» PROBLEM REQUIREMENTS: Exactly the lines from the start of the data below through the line containing "pub fn new(api_key: impl" must be returned, and no others.

» PROVIDED MATERIAL:
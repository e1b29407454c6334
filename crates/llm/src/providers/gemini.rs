//! Gemini LLM provider implementation.
//!
//! Talks to the Google Generative Language API (`models/{model}:generateContent`).

use crate::client::{LlmClient, LlmRequest, LlmResponse, LlmUsage};
use agentrag_core::{AppError, AppResult};
use serde::{Deserialize, Serialize};
use std::time::Duration;

const DEFAULT_GEMINI_URL: &str = "https://generativelanguage.googleapis.com/v1beta";

const DEFAULT_TIMEOUT_SECS: u64 = 60;

#[derive(Debug, Serialize)]
#[serde(rename_all = "camelCase")]
struct GenerateContentRequest {
    contents: Vec<Content>,
    #[serde(skip_serializing_if = "Option::is_none")]
    system_instruction: Option<Content>,
    #[serde(skip_serializing_if = "Option::is_none")]
    generation_config: Option<GenerationConfig>,
}

#[derive(Debug, Serialize, Deserialize, Default)]
struct Content {
    #[serde(skip_serializing_if = "Option::is_none", default)]
    role: Option<String>,
    #[serde(default)]
    parts: Vec<Part>,
}

#[derive(Debug, Serialize, Deserialize)]
struct Part {
    #[serde(default)]
    text: String,
}

#[derive(Debug, Serialize)]
#[serde(rename_all = "camelCase")]
struct GenerationConfig {
    #[serde(skip_serializing_if = "Option::is_none")]
    temperature: Option<f32>,
    #[serde(skip_serializing_if = "Option::is_none")]
    max_output_tokens: Option<u32>,
}

#[derive(Debug, Deserialize)]
#[serde(rename_all = "camelCase")]
struct GenerateContentResponse {
    #[serde(default)]
    candidates: Vec<Candidate>,
    #[serde(default)]
    usage_metadata: Option<UsageMetadata>,
}

#[derive(Debug, Deserialize)]
struct Candidate {
    #[serde(default)]
    content: Content,
}

#[derive(Debug, Deserialize)]
#[serde(rename_all = "camelCase")]
struct UsageMetadata {
    #[serde(default)]
    prompt_token_count: u32,
    #[serde(default)]
    candidates_token_count: u32,
}

/// Gemini LLM client.
pub struct GeminiClient {
    base_url: String,
    api_key: String,
    client: reqwest::Client,
}

impl GeminiClient {
    /// Create a Gemini client against the public endpoint.
    pub fn new(api_key: impl Into<String>) -> Self {
        Self::with_base_url(DEFAULT_GEMINI_URL, api_key)
    }

    /// Create a Gemini client against a custom endpoint.
    pub fn with_base_url(base_url: impl Into<String>, api_key: impl Into<String>) -> Self {
        let client = reqwest::Client::builder()
            .timeout(Duration::from_secs(DEFAULT_TIMEOUT_SECS))
            .build()
            .unwrap_or_else(|_| reqwest::Client::new());

        Self {
            base_url: base_url.into().trim_end_matches('/').to_string(),
            api_key: api_key.into(),
            client,
        }
    }

    fn to_gemini_request(&self, request: &LlmRequest) -> GenerateContentRequest {
        let generation_config = if request.temperature.is_some() || request.max_tokens.is_some() {
            Some(GenerationConfig {
                temperature: request.temperature,
                max_output_tokens: request.max_tokens,
            })
        } else {
            None
        };

        GenerateContentRequest {
            contents: vec![Content {
                role: Some("user".to_string()),
                parts: vec![Part {
                    text: request.prompt.clone(),
                }],
            }],
            system_instruction: request.system.as_ref().map(|system| Content {
                role: None,
                parts: vec![Part {
                    text: system.clone(),
                }],
            }),
            generation_config,
        }
    }

    fn convert_response(
        &self,
        model: &str,
        response: GenerateContentResponse,
    ) -> AppResult<LlmResponse> {
        let candidate = response
            .candidates
            .into_iter()
            .next()
            .ok_or_else(|| AppError::Llm("Gemini returned no candidates".to_string()))?;

        let content = candidate
            .content
            .parts
            .into_iter()
            .map(|part| part.text)
            .collect::<Vec<_>>()
            .join("");

        let usage = response
            .usage_metadata
            .map(|u| LlmUsage::new(u.prompt_token_count, u.candidates_token_count))
            .unwrap_or_default();

        Ok(LlmResponse {
            content,
            model: model.to_string(),
            usage,
        })
    }
}

#[async_trait::async_trait]
impl LlmClient for GeminiClient {
    fn provider_name(&self) -> &str {
        "gemini"
    }

    async fn complete(&self, request: &LlmRequest) -> AppResult<LlmResponse> {
        tracing::debug!(model = %request.model, prompt_len = request.prompt.len(), "Sending completion request to Gemini");

        let url = format!(
            "{}/models/{}:generateContent",
            self.base_url, request.model
        );

        let response = self
            .client
            .post(&url)
            .header("x-goog-api-key", &self.api_key)
            .json(&self.to_gemini_request(request))
            .send()
            .await
            .map_err(|e| AppError::Llm(format!("Failed to send request to Gemini: {}", e)))?;

        if !response.status().is_success() {
            let status = response.status();
            let error_text = response
                .text()
                .await
                .unwrap_or_else(|_| "Unknown error".to_string());
            return Err(AppError::Llm(format!(
                "Gemini API error ({}): {}",
                status, error_text
            )));
        }

        let parsed: GenerateContentResponse = response
            .json()
            .await
            .map_err(|e| AppError::Llm(format!("Failed to parse Gemini response: {}", e)))?;

        self.convert_response(&request.model, parsed)
    }
}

» RESULT OF THE EXERCISE:
repository e1b29407454c6334
filename crates/llm/src/providers/gemini.rs
//! Gemini LLM provider implementation.
//!
//! Talks to the Google Generative Language API (`models/{model}:generateContent`).

use crate::client::{LlmClient, LlmRequest, LlmResponse, LlmUsage};
use agentrag_core::{AppError, AppResult};
use serde::{Deserialize, Serialize};
use std::time::Duration;

const DEFAULT_GEMINI_URL: &str = "https://generativelanguage.googleapis.com/v1beta";

const DEFAULT_TIMEOUT_SECS: u64 = 60;

#[derive(Debug, Serialize)]
#[serde(rename_all = "camelCase")]
struct GenerateContentRequest {
    contents: Vec<Content>,
    #[serde(skip_serializing_if = "Option::is_none")]
    system_instruction: Option<Content>,
    #[serde(skip_serializing_if = "Option::is_none")]
    generation_config: Option<GenerationConfig>,
}

#[derive(Debug, Serialize, Deserialize, Default)]
struct Content {
    #[serde(skip_serializing_if = "Option::is_none", default)]
    role: Option<String>,
    #[serde(default)]
    parts: Vec<Part>,
}

#[derive(Debug, Serialize, Deserialize)]
struct Part {
    #[serde(default)]
    text: String,
}

#[derive(Debug, Serialize)]
#[serde(rename_all = "camelCase")]
struct GenerationConfig {
    #[serde(skip_serializing_if = "Option::is_none")]
    temperature: Option<f32>,
    #[serde(skip_serializing_if = "Option::is_none")]
    max_output_tokens: Option<u32>,
}

#[derive(Debug, Deserialize)]
#[serde(rename_all = "camelCase")]
struct GenerateContentResponse {
    #[serde(default)]
    candidates: Vec<Candidate>,
    #[serde(default)]
    usage_metadata: Option<UsageMetadata>,
}

#[derive(Debug, Deserialize)]
struct Candidate {
    #[serde(default)]
    content: Content,
}

#[derive(Debug, Deserialize)]
#[serde(rename_all = "camelCase")]
struct UsageMetadata {
    #[serde(default)]
    prompt_token_count: u32,
    #[serde(default)]
    candidates_token_count: u32,
}

/// Gemini LLM client.
pub struct GeminiClient {
    base_url: String,
    api_key: String,
    client: reqwest::Client,
}

impl GeminiClient {
    /// Create a Gemini client against the public endpoint.
    pub fn new(api_key: impl Into<String>) -> Self {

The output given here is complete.